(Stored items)
•••

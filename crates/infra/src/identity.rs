//! Identity Registry: platform identities and their per-ledger bindings.

use std::sync::Arc;

use thiserror::Error;
use tracing::{debug, info, instrument, warn};

use mtp_core::{Credentials, GlobalId, LedgerBinding, LedgerId, LocalAccountId, validate_name};

use crate::bookkeeping::{BookkeepingStore, StoreError};

#[derive(Debug, Clone, Error, PartialEq, Eq)]
pub enum RegistryError {
    #[error("invalid name: {0}")]
    InvalidName(String),

    /// The pair is bound to a different local account already.
    #[error("identity {global_id} is already bound on ledger {ledger_id} to {existing} (requested {requested})")]
    AlreadyBound {
        global_id: GlobalId,
        ledger_id: LedgerId,
        existing: LocalAccountId,
        requested: LocalAccountId,
    },

    /// The local account belongs to another identity.
    #[error("local account {local_account_id} on ledger {ledger_id} is bound to identity {owner}")]
    LocalAccountClaimed {
        ledger_id: LedgerId,
        local_account_id: LocalAccountId,
        owner: GlobalId,
    },

    #[error("unknown identity {0}")]
    UnknownIdentity(GlobalId),

    #[error(transparent)]
    Store(#[from] StoreError),
}

/// Maps a platform-wide identity to zero or more ledger bindings.
///
/// Writes go through the store's uniqueness constraints, so concurrent
/// callers converge on one identity per name and one binding per
/// `(GlobalID, LedgerID)` without an in-process lock.
pub struct IdentityRegistry<S> {
    store: Arc<S>,
}

impl<S> Clone for IdentityRegistry<S> {
    fn clone(&self) -> Self {
        Self {
            store: Arc::clone(&self.store),
        }
    }
}

impl<S: BookkeepingStore> IdentityRegistry<S> {
    pub fn new(store: Arc<S>) -> Self {
        Self { store }
    }

    /// Existing `GlobalID` for `name`, or a newly allocated one.
    #[instrument(skip(self), err)]
    pub async fn ensure_identity(&self, name: &str) -> Result<GlobalId, RegistryError> {
        validate_name(name).map_err(|e| RegistryError::InvalidName(e.to_string()))?;

        if let Some(existing) = self.store.find_identity_by_name(name).await? {
            debug!(global_id = %existing.global_id, "identity already registered");
            return Ok(existing.global_id);
        }

        match self.store.create_identity(name).await {
            Ok(identity) => {
                info!(global_id = %identity.global_id, "identity created");
                Ok(identity.global_id)
            }
            Err(StoreError::UniqueViolation(_)) => {
                // Lost the race to a concurrent caller for the same name.
                let winner = self.store.find_identity_by_name(name).await?.ok_or_else(|| {
                    StoreError::Database(format!("identity '{name}' vanished after unique violation"))
                })?;
                warn!(global_id = %winner.global_id, "duplicate identity request resolved to existing id");
                Ok(winner.global_id)
            }
            Err(other) => Err(other.into()),
        }
    }

    /// Record that `global_id` owns `local_account_id` on `ledger_id`.
    ///
    /// Re-binding the same local account is a no-op (stored credentials are
    /// kept). A different local account for the same pair, or a local
    /// account owned by someone else, is rejected.
    #[instrument(skip(self, credentials), fields(global_id = %global_id, ledger_id = %ledger_id, local = %local_account_id), err)]
    pub async fn bind_ledger_account(
        &self,
        global_id: GlobalId,
        ledger_id: LedgerId,
        local_account_id: LocalAccountId,
        credentials: Credentials,
    ) -> Result<(), RegistryError> {
        if self.store.find_identity(global_id).await?.is_none() {
            return Err(RegistryError::UnknownIdentity(global_id));
        }

        if self.check_binding(global_id, ledger_id, &local_account_id).await? {
            return Ok(());
        }

        let binding = LedgerBinding {
            global_id,
            ledger_id,
            local_account_id,
            credentials,
        };
        match self.store.insert_binding(&binding).await {
            Ok(()) => {
                info!("ledger account bound");
                Ok(())
            }
            Err(StoreError::UniqueViolation(_)) => {
                // A concurrent bind landed first; report what it bound.
                if self.check_binding(global_id, ledger_id, &binding.local_account_id).await? {
                    return Ok(());
                }
                Err(StoreError::Database("binding rejected without a conflicting row".to_string()).into())
            }
            Err(other) => Err(other.into()),
        }
    }

    /// `Ok(true)` when the exact binding already exists, `Ok(false)` when the
    /// pair and the local account are both free.
    async fn check_binding(
        &self,
        global_id: GlobalId,
        ledger_id: LedgerId,
        local_account_id: &LocalAccountId,
    ) -> Result<bool, RegistryError> {
        if let Some(existing) = self.store.find_binding(global_id, ledger_id).await? {
            if &existing.local_account_id == local_account_id {
                return Ok(true);
            }
            return Err(RegistryError::AlreadyBound {
                global_id,
                ledger_id,
                existing: existing.local_account_id,
                requested: local_account_id.clone(),
            });
        }
        if let Some(owner) = self.store.find_binding_by_local(ledger_id, local_account_id).await? {
            return Err(RegistryError::LocalAccountClaimed {
                ledger_id,
                local_account_id: local_account_id.clone(),
                owner: owner.global_id,
            });
        }
        Ok(false)
    }

    pub async fn resolve_binding(
        &self,
        global_id: GlobalId,
        ledger_id: LedgerId,
    ) -> Result<Option<LocalAccountId>, RegistryError> {
        Ok(self
            .store
            .find_binding(global_id, ledger_id)
            .await?
            .map(|b| b.local_account_id))
    }

    /// Reverse lookup of the identity owning a local account.
    pub async fn resolve_global_id(
        &self,
        ledger_id: LedgerId,
        local_account_id: &LocalAccountId,
    ) -> Result<Option<GlobalId>, RegistryError> {
        Ok(self
            .store
            .find_binding_by_local(ledger_id, local_account_id)
            .await?
            .map(|b| b.global_id))
    }

    /// Full binding including credentials.
    pub async fn binding(
        &self,
        global_id: GlobalId,
        ledger_id: LedgerId,
    ) -> Result<Option<LedgerBinding>, RegistryError> {
        Ok(self.store.find_binding(global_id, ledger_id).await?)
    }
}

#[cfg(test)]
mod tests {
    use super::*;
    use crate::bookkeeping::SqliteStore;

    async fn registry() -> IdentityRegistry<SqliteStore> {
        IdentityRegistry::new(Arc::new(SqliteStore::in_memory().await.unwrap()))
    }

    fn local(s: &str) -> LocalAccountId {
        LocalAccountId::new(s).unwrap()
    }

    #[tokio::test]
    async fn ensure_identity_is_idempotent() {
        let registry = registry().await;
        let first = registry.ensure_identity("alice").await.unwrap();
        let again = registry.ensure_identity("alice").await.unwrap();
        let bob = registry.ensure_identity("bob").await.unwrap();
        assert_eq!(first, GlobalId::new(1));
        assert_eq!(again, first);
        assert_eq!(bob, GlobalId::new(2));
        assert!(matches!(
            registry.ensure_identity("Not Valid").await.unwrap_err(),
            RegistryError::InvalidName(_)
        ));
    }

    #[tokio::test]
    async fn concurrent_ensure_identity_yields_one_id() {
        let registry = registry().await;
        let mut handles = Vec::new();
        for _ in 0..8 {
            let registry = registry.clone();
            handles.push(tokio::spawn(async move { registry.ensure_identity("carol").await }));
        }
        let mut ids = Vec::new();
        for handle in handles {
            ids.push(handle.await.unwrap().unwrap());
        }
        ids.dedup();
        assert_eq!(ids, vec![GlobalId::new(1)]);
    }

    #[tokio::test]
    async fn rebinding_to_a_different_account_is_rejected() {
        let registry = registry().await;
        let alice = registry.ensure_identity("alice").await.unwrap();
        let ledger = LedgerId::new(2);

        registry
            .bind_ledger_account(alice, ledger, local("accta"), Credentials::empty())
            .await
            .unwrap();
        registry
            .bind_ledger_account(alice, ledger, local("accta"), Credentials::empty())
            .await
            .unwrap();

        let err = registry
            .bind_ledger_account(alice, ledger, local("acctb"), Credentials::empty())
            .await
            .unwrap_err();
        assert!(matches!(err, RegistryError::AlreadyBound { .. }));
        assert_eq!(
            registry.resolve_binding(alice, ledger).await.unwrap(),
            Some(local("accta"))
        );
    }

    #[tokio::test]
    async fn local_account_cannot_serve_two_identities() {
        let registry = registry().await;
        let alice = registry.ensure_identity("alice").await.unwrap();
        let bob = registry.ensure_identity("bob").await.unwrap();
        let ledger = LedgerId::new(1);

        registry
            .bind_ledger_account(alice, ledger, local("shared"), Credentials::empty())
            .await
            .unwrap();
        let err = registry
            .bind_ledger_account(bob, ledger, local("shared"), Credentials::empty())
            .await
            .unwrap_err();
        assert_eq!(
            err,
            RegistryError::LocalAccountClaimed {
                ledger_id: ledger,
                local_account_id: local("shared"),
                owner: alice,
            }
        );
        assert_eq!(
            registry.resolve_global_id(ledger, &local("shared")).await.unwrap(),
            Some(alice)
        );
        assert_eq!(registry.resolve_binding(bob, ledger).await.unwrap(), None);
    }

    #[tokio::test]
    async fn binding_requires_a_known_identity() {
        let registry = registry().await;
        let err = registry
            .bind_ledger_account(GlobalId::new(42), LedgerId::new(1), local("x"), Credentials::empty())
            .await
            .unwrap_err();
        assert_eq!(err, RegistryError::UnknownIdentity(GlobalId::new(42)));
    }
}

•••

**WORK ITEM**
Collect every line with the string "same" from the records, and copy each.

**YOUR RESPONSE**
                // Lost the race to a concurrent caller for the same name.
    /// Re-binding the same local account is a no-op (stored credentials are
    /// kept). A different local account for the same pair, or a local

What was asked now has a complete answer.